A diferencia de otros milagros, en esta ocasión no vemos a una persona que le pida al Señor realizarlo. Recordemos al centurión que viene a pedirle a Jesús por su siervo enfermo (ver Mt 8,5ss); o a los ciegos que encontrándolo por el camino le suplican: «Ten piedad de nosotros, Hijo de David» (Mt 9,27); o la desgarradora escena en la que Jairo «le rogaba diciendo: Mi hijita está en las últimas; ven e impón tus manos sobre ella para que se salve y viva» (Mc 5,23). A su paso por el pueblo de Naim, Jesús no escucha a nadie suplicarle de esa manera.
Sin embargo, la situación de la viuda, madre del muchacho muerto, de alguna manera le habla al Señor y conmueve sus entrañas de amor y misericordia. «Al verla, —nos dice el Evangelio— el Señor tuvo compasión de ella», se acercó y le dijo «no llores». ¡Qué reverencia la de Jesús! Se acerca a la madre —¿tal vez viendo en ella un anticipo del dolor que tendría María al verlo a Él muerto en la Cruz?— y la consuela. Y luego toca el ataúd. Un signo de realismo impresionante. «Toca, pues, el féretro, saliendo la vida al encuentro de la muerte» comenta San Juan Crisóstomo para ayudarnos a tomar consciencia de lo que ahí está sucediendo.
«Al verla, el Señor tuvo compasión de ella». Compasión significa, en el lenguaje que utiliza el evangelista Lucas, una profunda conmoción interior, algo que realmente remece lo más profundo de los afectos humanos. Jesús, verdadero hombre, vive con toda su carga esa experiencia humana y se compadece, dándonos una muestra del amor infinito que nos tiene.
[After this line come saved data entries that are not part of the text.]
//! Test utilities for loopback networking

use crate::config::DiscoverySettings;
use std::net::{Ipv4Addr, SocketAddr, SocketAddrV4, UdpSocket};
use std::thread;
use std::time::{Duration, Instant};

/// Ask the OS for a UDP port that is free right now
pub fn free_port() -> u16 {
    UdpSocket::bind("127.0.0.1:0")
        .and_then(|socket| socket.local_addr())
        .map(|addr| addr.port())
        .expect("loopback bind should succeed in tests")
}

/// Discovery settings that neither hit the real broadcast port nor
/// advertise during a test run
pub fn quiet_settings() -> DiscoverySettings {
    DiscoverySettings {
        broadcast_addr: SocketAddr::V4(SocketAddrV4::new(Ipv4Addr::LOCALHOST, free_port())),
        listen_port: free_port(),
        interval: Duration::from_secs(3600),
    }
}

/// Poll `condition` every 10ms until it holds or `timeout` elapses
pub fn wait_until<F>(timeout: Duration, mut condition: F) -> bool
where
    F: FnMut() -> bool,
{
    let deadline = Instant::now() + timeout;
    while Instant::now() < deadline {
        if condition() {
            return true;
        }
        thread::sleep(Duration::from_millis(10));
    }
    condition()
}
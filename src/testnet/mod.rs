//! Testing utilities
//!
//! Helpers for exercising the discovery and ledger loops over loopback sockets.

pub mod test_utils;
use crate::error::{PeerPayError, Result};
use log::{error, info};
use std::sync::atomic::{AtomicBool, Ordering};
use std::sync::Arc;
use std::thread::{self, JoinHandle};

/// Lifecycle of a background loop. `Running -> Stopped` is the only transition.
#[derive(Debug, Clone, Copy, PartialEq, Eq)]
pub enum LoopState {
    Running,
    Stopped,
}

/// Handle to a long-running loop on its own OS thread
///
/// Loops have no cancellation: they stop only when their body returns,
/// which happens on the first socket error.
pub struct LoopHandle {
    name: &'static str,
    stopped: Arc<AtomicBool>,
    handle: JoinHandle<Result<()>>,
}

impl LoopHandle {
    /// Spawn `body` on a named thread. The terminal error is logged when the loop exits.
    pub fn spawn<F>(name: &'static str, body: F) -> Result<LoopHandle>
    where
        F: FnOnce() -> Result<()> + Send + 'static,
    {
        let stopped = Arc::new(AtomicBool::new(false));
        let flag = Arc::clone(&stopped);

        let handle = thread::Builder::new()
            .name(name.to_string())
            .spawn(move || {
                info!("Starting {name} loop");
                let result = body();
                if let Err(e) = &result {
                    error!("{name} loop stopped: {e}");
                }
                flag.store(true, Ordering::SeqCst);
                result
            })
            .map_err(|e| PeerPayError::Io(format!("Failed to spawn {name} thread: {e}")))?;

        Ok(LoopHandle {
            name,
            stopped,
            handle,
        })
    }

    pub fn name(&self) -> &'static str {
        self.name
    }

    pub fn state(&self) -> LoopState {
        if self.stopped.load(Ordering::SeqCst) {
            LoopState::Stopped
        } else {
            LoopState::Running
        }
    }

    /// Block until the loop exits and return its terminal error
    pub fn join(self) -> Result<()> {
        match self.handle.join() {
            Ok(result) => result,
            Err(_) => Err(PeerPayError::Network(format!(
                "{} loop panicked",
                self.name
            ))),
        }
    }
}

impl std::fmt::Debug for LoopHandle {
    fn fmt(&self, f: &mut std::fmt::Formatter<'_>) -> std::fmt::Result {
        f.debug_struct("LoopHandle")
            .field("name", &self.name)
            .field("state", &self.state())
            .finish()
    }
}
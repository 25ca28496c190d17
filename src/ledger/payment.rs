use crate::error::{PeerPayError, Result};

/// Parse a payment datagram: the whole payload is a signed decimal i64.
/// No trimming, so a trailing newline makes the payment invalid.
pub fn parse_payment(payload: &[u8]) -> Result<i64> {
    let text = std::str::from_utf8(payload)
        .map_err(|e| PeerPayError::InvalidPayment(format!("not ASCII: {e}")))?;
    text.parse::<i64>()
        .map_err(|e| PeerPayError::InvalidPayment(format!("{text:?}: {e}")))
}

#[cfg(test)]
mod tests {
    use super::*;

    #[test]
    fn test_parse_signed_amounts() {
        assert_eq!(parse_payment(b"10").unwrap(), 10);
        assert_eq!(parse_payment(b"-7").unwrap(), -7);
        assert_eq!(parse_payment(b"+3").unwrap(), 3);
        assert_eq!(parse_payment(b"9223372036854775807").unwrap(), i64::MAX);
    }

    #[test]
    fn test_parse_rejects_garbage() {
        let payloads: [&[u8]; 6] = [b"abc", b"", b"10\n", b" 5", b"1.5", b"9223372036854775808"];
        for payload in payloads {
            assert!(
                matches!(parse_payment(payload), Err(PeerPayError::InvalidPayment(_))),
                "{payload:?} should be rejected"
            );
        }
    }
}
Amor que lo llevó a hacerse hombre, a dar su vida en la Cruz y a resucitar victorioso, venciendo a la muerte para levantar a la humanidad entera que —como el joven de Naim— estaba muerta por el pecado.
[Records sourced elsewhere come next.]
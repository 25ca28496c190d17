//! # PeerPay - serverless peer discovery with a networked balance
//!
//! Peers on one broadcast domain find each other without a registry and pay
//! each other by sending plain decimal amounts over UDP.
//!
//! ## Layout
//! - `network/`: broadcast advertiser and collector, the peer table, delivery by name
//! - `ledger/`: the payment receive loop and the running balance
//! - `config/`: peer identity, bind address and discovery tunables
//! - `cli/`: flags and the interactive `balance` / `pay` / `exit` loop
//! - `error/`: the shared error type
//!
//! ## Threads
//! Three loops run for the life of the process, each on its own OS thread:
//! advertise, collect and receive. None of them can be cancelled; each stops
//! only on its first socket error. The peer table and the balance each sit
//! behind their own mutex and no lock is held across network I/O.
//!
//! ## Known limitation
//! The collector drops any datagram that contains the local name as a
//! substring, so "Bob" will never learn about "Bobby".

pub mod cli;
pub mod config;
pub mod error;
pub mod ledger;
pub mod network;

#[cfg(test)]
pub mod testnet;

pub use cli::{BalanceManager, Command, Keyboard, Opt, PaymentSender};
pub use config::{Config, DiscoverySettings, PartialConfig, DISCOVERY_PORT};
pub use error::{PeerPayError, Result};
pub use ledger::{parse_payment, BalanceLedger};
pub use network::{
    Advertisement, LoopHandle, LoopState, Observation, PeerDirectory, PeerRecord, PeerTable,
};
//! Command-line interface
//!
//! Startup flags and the interactive loop that reads `balance`, `pay` and
//! `exit` commands and drives the ledger and the peer directory.

pub mod commands;
pub mod keyboard;

pub use commands::Opt;
pub use keyboard::{BalanceManager, Command, CommandError, Keyboard, PaymentSender};
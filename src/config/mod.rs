//! Configuration management
//!
//! Peer identity, bind address and discovery tunables, layered from an
//! optional TOML file, the environment and command-line flags.

pub mod settings;

pub use settings::{
    local_host, Config, DiscoverySettings, PartialConfig, ADVERTISE_INTERVAL, DISCOVERY_PORT,
};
Una aplicación personal: En algunos países en los que se habla castellano tenemos una expresión que dice: “la procesión va por dentro”. Se utiliza cuando, por ejemplo, una persona sobrelleva en silencio una situación difícil, dolorosa o triste. Puede estar acompañada —como lo estaba la madre en la “procesión” que llevaba el ataúd de su único hijo— pero hay una dimensión en la que se experimenta de modo único el peso de la situación. En la vida todos hemos experimentado de una u otra forma, o tal vez lo hacemos ahora mismo, esa realidad. Incluso si pensamos en nuestro combate espiritual, todos sobrellevamos luchas personales con vicios, pecados, defectos de carácter, que muchas veces pueden tornar árida y difícil nuestra experiencia.
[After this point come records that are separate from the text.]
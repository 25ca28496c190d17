use crate::error::{PeerPayError, Result};
use crate::ledger::payment::parse_payment;
use crate::network::background::{LoopHandle, LoopState};
use crate::network::socket::resolve_ipv4;
use log::{debug, error};
use std::net::{SocketAddr, UdpSocket};
use std::sync::{Arc, Mutex, MutexGuard};

const READ_BUFFER_SIZE: usize = 1024;

/// Running balance, credited by payments received on the peer's own address
///
/// The receive loop stops for good on its first socket read error;
/// `receiver().state()` then reports `Stopped`.
pub struct BalanceLedger {
    balance: Arc<Mutex<i64>>,
    local_addr: SocketAddr,
    receiver: LoopHandle,
}

impl BalanceLedger {
    /// Bind `addr` (IPv4 `host:port`) and start receiving payments
    ///
    /// An address that does not resolve or cannot be bound is fatal here.
    pub fn new(addr: &str) -> Result<BalanceLedger> {
        let target = resolve_ipv4(addr)?;
        let conn = UdpSocket::bind(target)
            .map_err(|e| PeerPayError::Network(format!("Failed to bind to {target}: {e}")))?;
        Self::start(conn)
    }

    /// Start receiving payments on an already bound socket
    fn start(conn: UdpSocket) -> Result<BalanceLedger> {
        let local_addr = conn.local_addr()?;

        let balance = Arc::new(Mutex::new(0));
        let shared = Arc::clone(&balance);
        let receiver = LoopHandle::spawn("receive", move || keep_updating(conn, &shared))?;

        Ok(BalanceLedger {
            balance,
            local_addr,
            receiver,
        })
    }

    pub fn balance(&self) -> i64 {
        *lock(&self.balance)
    }

    /// Subtract `value`. There is no lower bound.
    pub fn decrease(&self, value: i64) {
        let mut balance = lock(&self.balance);
        *balance = balance.wrapping_sub(value);
    }

    pub fn local_addr(&self) -> SocketAddr {
        self.local_addr
    }

    pub fn receiver(&self) -> &LoopHandle {
        &self.receiver
    }

    pub fn is_receiving(&self) -> bool {
        self.receiver.state() == LoopState::Running
    }
}

impl std::fmt::Debug for BalanceLedger {
    fn fmt(&self, f: &mut std::fmt::Formatter<'_>) -> std::fmt::Result {
        f.debug_struct("BalanceLedger")
            .field("balance", &self.balance())
            .field("local_addr", &self.local_addr)
            .field("receiver", &self.receiver)
            .finish()
    }
}

fn lock(balance: &Mutex<i64>) -> MutexGuard<'_, i64> {
    balance.lock().unwrap_or_else(|poisoned| {
        error!("Balance lock was poisoned, recovering");
        poisoned.into_inner()
    })
}

fn keep_updating(conn: UdpSocket, balance: &Mutex<i64>) -> Result<()> {
    let mut buffer = [0u8; READ_BUFFER_SIZE];
    loop {
        let n = conn.recv(&mut buffer).map_err(|e| {
            PeerPayError::Network(format!("failed to read udp in keep_updating: {e}"))
        })?;

        let payment = match parse_payment(&buffer[..n]) {
            Ok(payment) => payment,
            Err(e) => {
                error!("invalid balance received: {e}");
                continue;
            }
        };

        let mut current = lock(balance);
        debug!("received payment of {payment}, updating balance");
        *current = current.wrapping_add(payment);
    }
}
Frente a ello, hoy el Señor Jesús se acerca a nosotros, se compadece, nos hace notar su presencia en esa “procesión”. Pero no sólo es eso. Él sale a nuestro encuentro y nos “toca” interiormente con el don de su amor sanando cualquier herida, reconciliando cualquier ruptura, aliviando las penas y tristezas que podamos tener. Al tocar el ataúd del joven muerto y ordenarle que se levante, Jesús transformó el corazón de la madre sufriente y todos los presentes se sobrecogieron, se llenaron de ese temor reverencial que aflora en presencia de lo extraordinario, de aquello que viene de lo Alto. El Señor, una y otra vez, se acerca a nosotros y nos ofrece su perdón y su amor, nos ofrece la vida verdadera. ¡Levántate!, nos dice. ¿Qué hacemos nosotros?
El Apóstol San Pablo nos da un consejo que no podemos desatender: «Fueron en otro tiempo tinieblas, pero ahora son luz en el Señor. Caminen como hijos de la luz (…) Despierta tú que duermes, y levántate de entre los muertos y te iluminará Cristo» (Ef 5,8.14).